On 11 Sep 2023, at 12:41, Robin Jarry wrote:

> Hey Kevin,
>
> Kevin Traynor, Sep 07, 2023 at 15:37:
>> This came up in conversation with other maintainers as I mentioned I was
>> reviewing and the question raised was - Why add this ? if you want these
>> values exposed, wouldn't it be better to to add to ovsdb ?
>
> That's a good point. I had considered using ovsdb but it seemed to me
> less suitable for a few reasons:
>
> * I had understood that ovsdb is a configuration database, not a state
>   reporting database.
>
> * To have reliable and up to date numbers, ovs would need to push them
>   at high rate to the database so that clients to get outdated cpu
>   usage. The DPDK telemetry socket is real-time, the current numbers are
>   returned on every request.
>
> * I would need to define a custom schema / table to store structured
>   information in the db. The DPDK telemetry socket already has a schema
>   defined for this.
>
> * Accessing ovsdb requires a library making it more complex to use for
>   telemetry scrapers. The DPDK telemetry socket can be accessed with
>   a standalone python script with no external dependencies[1].
>
> [1]: 
> https://github.com/rjarry/dpdk/blob/main/usertools/prometheus-dpdk-exporter.py#L135-L143
>
> Maybe my observations are wrong, please do correct me if they are.
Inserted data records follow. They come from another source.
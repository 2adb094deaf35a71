//! Persisted taxa category selection.
//!
//! The selected category codes survive process restarts via an atomic TOML
//! file. Load failure is non-fatal and defaults to an empty selection.

use chunkscout_core::error::{ChunkScoutError, Result};
use chunkscout_core::taxa::TaxaSelection;
use fs2::FileExt;
use serde::{Deserialize, Serialize};
use std::fs::{self, File, OpenOptions};
use std::io::Write as IoWrite;
use std::path::{Path, PathBuf};
use tracing::warn;

/// On-disk shape of the persisted selection.
#[derive(Debug, Clone, Default, Serialize, Deserialize)]
struct SavedCategories {
    /// Ordered category codes, insertion order preserved.
    categories: Vec<String>,
    /// When the selection was last written (RFC 3339).
    updated_at: Option<String>,
}

/// Store for the user's taxa category selection.
///
/// Writes go through a temporary file plus atomic rename, guarded by an
/// exclusive lock file, so a crash mid-write cannot corrupt the selection.
pub struct CategoryStore {
    path: PathBuf,
}

impl CategoryStore {
    pub fn new(path: PathBuf) -> Self {
        Self { path }
    }

    /// Loads the persisted selection.
    ///
    /// A missing, empty, or unreadable file yields the empty selection;
    /// persistence problems never block a session from starting.
    pub fn load(&self) -> TaxaSelection {
        match self.load_saved() {
            Ok(Some(saved)) => TaxaSelection::from_saved_categories(saved.categories),
            Ok(None) => TaxaSelection::new(),
            Err(err) => {
                warn!(error = %err, path = %self.path.display(), "failed to load saved categories");
                TaxaSelection::new()
            }
        }
    }

    /// Saves the current category selection atomically.
    pub fn save(&self, selection: &TaxaSelection) -> Result<()> {
        let saved = SavedCategories {
            categories: selection.categories().to_vec(),
            updated_at: Some(chrono::Utc::now().to_rfc3339()),
        };

        if let Some(parent) = self.path.parent() {
            if !parent.exists() {
                fs::create_dir_all(parent)?;
            }
        }

        let _lock = FileLock::acquire(&self.path)?;

        let toml_string = toml::to_string_pretty(&saved)?;
        let tmp_path = self.temp_path()?;
        let mut tmp_file = File::create(&tmp_path)?;
        tmp_file.write_all(toml_string.as_bytes())?;
        tmp_file.sync_all()?;
        drop(tmp_file);

        fs::rename(&tmp_path, &self.path)?;
        Ok(())
    }

    fn load_saved(&self) -> Result<Option<SavedCategories>> {
        if !self.path.exists() {
            return Ok(None);
        }
        let content = fs::read_to_string(&self.path)?;
        if content.trim().is_empty() {
            return Ok(None);
        }
        let saved: SavedCategories = toml::from_str(&content)?;
        Ok(Some(saved))
    }

    fn temp_path(&self) -> Result<PathBuf> {
        let parent = self.path.parent().ok_or_else(|| {
            ChunkScoutError::io("Categories path has no parent directory")
        })?;
        let file_name = self
            .path
            .file_name()
            .ok_or_else(|| ChunkScoutError::io("Categories path has no file name"))?;
        Ok(parent.join(format!(".{}.tmp", file_name.to_string_lossy())))
    }
}

/// A file lock guard that releases the lock when dropped.
struct FileLock {
    #[allow(dead_code)]
    file: File,
    lock_path: PathBuf,
}

impl FileLock {
    fn acquire(path: &Path) -> Result<Self> {
        let lock_path = path.with_extension("lock");
        if let Some(parent) = lock_path.parent() {
            if !parent.exists() {
                fs::create_dir_all(parent)?;
            }
        }

        let file = OpenOptions::new()
            .write(true)
            .create(true)
            .truncate(false)
            .open(&lock_path)?;
        file.lock_exclusive().map_err(|e| {
            ChunkScoutError::io(format!("Failed to acquire categories lock: {e}"))
        })?;

        Ok(FileLock { file, lock_path })
    }
}

impl Drop for FileLock {
    fn drop(&mut self) {
        // Unlock is automatic when the handle drops; removing the lock
        // file is best effort.
        let _ = fs::remove_file(&self.lock_path);
    }
}

#[cfg(test)]
mod tests {
    use super::*;
    use tempfile::TempDir;

    fn store_in(dir: &TempDir) -> CategoryStore {
        CategoryStore::new(dir.path().join("categories.toml"))
    }

    #[test]
    fn save_and_load_round_trips_the_selection() {
        let dir = TempDir::new().unwrap();
        let store = store_in(&dir);

        let mut selection = TaxaSelection::new();
        selection.toggle_category("Aves");
        selection.toggle_category("Fungi");
        store.save(&selection).unwrap();

        let loaded = store.load();
        assert_eq!(loaded.categories(), ["Aves", "Fungi"]);
    }

    #[test]
    fn missing_file_defaults_to_empty_selection() {
        let dir = TempDir::new().unwrap();
        let store = store_in(&dir);
        assert!(store.load().categories().is_empty());
    }

    #[test]
    fn corrupt_file_is_non_fatal() {
        let dir = TempDir::new().unwrap();
        let path = dir.path().join("categories.toml");
        fs::write(&path, "this is { not toml").unwrap();

        let store = CategoryStore::new(path);
        assert!(store.load().categories().is_empty());
    }

    #[test]
    fn unknown_codes_are_dropped_on_load() {
        let dir = TempDir::new().unwrap();
        let path = dir.path().join("categories.toml");
        fs::write(&path, "categories = [\"Aves\", \"Dragons\"]\n").unwrap();

        let store = CategoryStore::new(path);
        assert_eq!(store.load().categories(), ["Aves"]);
    }

    #[test]
    fn lock_file_is_cleaned_up_after_save() {
        let dir = TempDir::new().unwrap();
        let store = store_in(&dir);
        store.save(&TaxaSelection::new()).unwrap();
        assert!(!dir.path().join("categories.lock").exists());
    }
}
I feel like if we do need another way of getting (real time) statistics out of 
OVS, we should use the same communication channel as the other ovs-xxx 
utilities are using. But rather than returning text-based responses, we might 
be able to make it JSON (which is already used by the dbase). I know that 
Adrian is already investigating machine-readable output for some existing 
utilities, maybe it can be extended for the (pmd) statistics use case.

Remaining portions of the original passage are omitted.